ART. 17 The signing authority and legal representation of the Association before any judicial, administrative authority, and third parties are conferred to the President. The President is appointed by the Board of Directors.

The term of office is 3 (three) years and is renewable.

The President presides over the Board of Directors and the General Assembly of Members.

They direct and oversee the activities of the Association.

Their responsibilities include:

– Monitoring the implementation of assembly resolutions and decisions of the Board;
– Evaluating proposals to be submitted to the Board and taking urgent measures, subject to reporting to the Board;
– Signing the documents of the association;
– Convening the assembly upon request;
– Presenting the financial reports to the assembly, following the Board’s report.
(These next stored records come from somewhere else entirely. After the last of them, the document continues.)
mod settings;

use std::sync::Arc;

use palisade_core::{AppError, AppResult, IdentityClaims, TenantContext, TenantId};
use tracing::{debug, warn};

use crate::UserDirectory;

pub use settings::{
    DEFAULT_ALTERNATE_TENANT_CLAIM, DEFAULT_TENANT_CLAIM, TenantResolutionSettings,
};

/// Outcome of resolving the acting tenant for one request.
#[derive(Debug, Clone, PartialEq, Eq)]
pub enum TenantResolution {
    /// Path is exempt from tenant resolution.
    Bypassed,
    /// Request acts on behalf of this tenant.
    Resolved(TenantId),
    /// Authenticated operator path where the caller has no tenant of its own.
    Unscoped,
}

/// Application service deriving the acting tenant from verified claims.
#[derive(Clone)]
pub struct TenantResolutionService {
    settings: Arc<TenantResolutionSettings>,
    user_directory: Arc<dyn UserDirectory>,
}

impl TenantResolutionService {
    /// Creates a new service from required dependencies.
    #[must_use]
    pub fn new(settings: TenantResolutionSettings, user_directory: Arc<dyn UserDirectory>) -> Self {
        Self {
            settings: Arc::new(settings),
            user_directory,
        }
    }

    /// Returns the active settings.
    #[must_use]
    pub fn settings(&self) -> &TenantResolutionSettings {
        &self.settings
    }

    /// Resolves the acting tenant for a request path and optional claims.
    ///
    /// Claims are never consulted for bypassed paths. Resolution order is the
    /// primary tenant claim, the alternate claim, then a directory lookup by
    /// subject. Operator paths still require claims but accept a caller with
    /// no resolvable tenant.
    pub async fn resolve(
        &self,
        path: &str,
        claims: Option<&IdentityClaims>,
    ) -> AppResult<TenantResolution> {
        if self.settings.is_bypassed(path) {
            debug!(path, "tenant resolution bypassed");
            return Ok(TenantResolution::Bypassed);
        }

        let Some(claims) = claims else {
            return Err(AppError::AuthenticationRequired(
                "authentication is required to access tenant resources".to_owned(),
            ));
        };

        if let Some(tenant_id) = self.tenant_from_claims(claims) {
            return Ok(TenantResolution::Resolved(tenant_id));
        }

        if let Some(tenant_id) = self.tenant_from_directory(claims).await {
            return Ok(TenantResolution::Resolved(tenant_id));
        }

        if self.settings.is_operator_path(path) {
            debug!(
                subject = claims.subject().unwrap_or("<none>"),
                path, "operator request proceeds without a tenant"
            );
            return Ok(TenantResolution::Unscoped);
        }

        warn!(
            subject = claims.subject().unwrap_or("<none>"),
            path, "authenticated request carries no resolvable tenant"
        );
        Err(AppError::TenantClaimMissing(
            "no tenant could be resolved for the authenticated user".to_owned(),
        ))
    }

    /// Resolves the acting tenant and binds it into `context`.
    pub async fn resolve_into(
        &self,
        path: &str,
        claims: Option<&IdentityClaims>,
        context: &TenantContext,
    ) -> AppResult<TenantResolution> {
        let resolution = self.resolve(path, claims).await?;
        if let TenantResolution::Resolved(tenant_id) = &resolution {
            context.set_tenant(tenant_id.clone())?;
        }

        Ok(resolution)
    }

    fn tenant_from_claims(&self, claims: &IdentityClaims) -> Option<TenantId> {
        claims
            .find_claim(self.settings.tenant_claim())
            .or_else(|| claims.find_claim(self.settings.alternate_tenant_claim()))
            .and_then(|value| TenantId::new(value).ok())
    }

    async fn tenant_from_directory(&self, claims: &IdentityClaims) -> Option<TenantId> {
        let subject = claims.subject()?;

        match self.user_directory.lookup_tenant_by_subject(subject).await {
            Ok(Some(lookup)) => {
                debug!(
                    subject,
                    user_id = %lookup.user_id,
                    tenant_id = %lookup.tenant_id,
                    "tenant resolved from user directory"
                );
                Some(lookup.tenant_id)
            }
            Ok(None) => None,
            Err(error) => {
                warn!(subject, %error, "user directory lookup failed during tenant resolution");
                None
            }
        }
    }
}

#[cfg(test)]
mod tests;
They may also issue powers of attorney to individuals external to the Association for the performance of specific acts or categories of acts.

TITLE VI

THE SECRETARY GENERAL

ART. 18 The Secretary General organizes the meetings of the Board and the Assembly, drafting the respective minutes. They are responsible for implementing the provisions issued by the President and coordinating activities to achieve the statutory objectives.

TITLE VII

THE TREASURER GENERAL

ART. 19 – The Treasurer is delegated by the President for the ordinary administration of the Association, particularly for the management of the association’s funds. They have the authority to collect sums and values, make payments, issue receipts, and carry out active and passive banking operations.

The Treasurer maintains and updates the membership book, handles correspondence, and supervises the administrative and economic activities of the association.

This position can also be held by the Secretary General if determined by the assembly.

TITLE VIII

THE SCIENTIFIC COMMITTEE

ART. 20 – The Scientific Committee is composed of at least three members appointed by the Board of Directors.

The Committee elects a President from among its members.

The members are eligible for reappointment, and the term of office is three years.

The Scientific Committee provides advisory opinions to the Board of Directors on all scientific and cultural initiatives of the Association.

TITLE IX

THE COMMON FUND

ART. 21 – The Common Fund is intended for carrying out all the activities of the association.

The Common Fund of the association is constituted by:

a) Membership fees paid by the Members;
b) Any other proceeds generated from the activities and initiatives of the association;
c) Surpluses from management;
d) All contributions and movable and immovable assets acquired for any reason;
e) Reserve fund;
f) Legacies and donations.

ART. 22 – In the event of the dissolution of the association, the assets will be allocated to associations pursuing similar purposes or for public utility purposes.

ART. 23 – The fiscal year runs from January 1st to December 31st, and the financial statements must be submitted to the Assembly for approval by April 30th of the following year.

The distribution of profits or surpluses, funds, or reserves is prohibited unless the destination or distribution is required by law.

ART. 24 – For the implementation of the provisions contained in this Statute, the Board of Directors shall issue the internal regulations.

ART. 25 – Any disputes between members or between members and the association or its organs shall be submitted to the jurisdiction of the Board of Directors, which shall decide “ex bono et equo” without formalities or procedures.

ART. 26 – Any matters not provided for in this statute shall be governed by the applicable laws and regulations.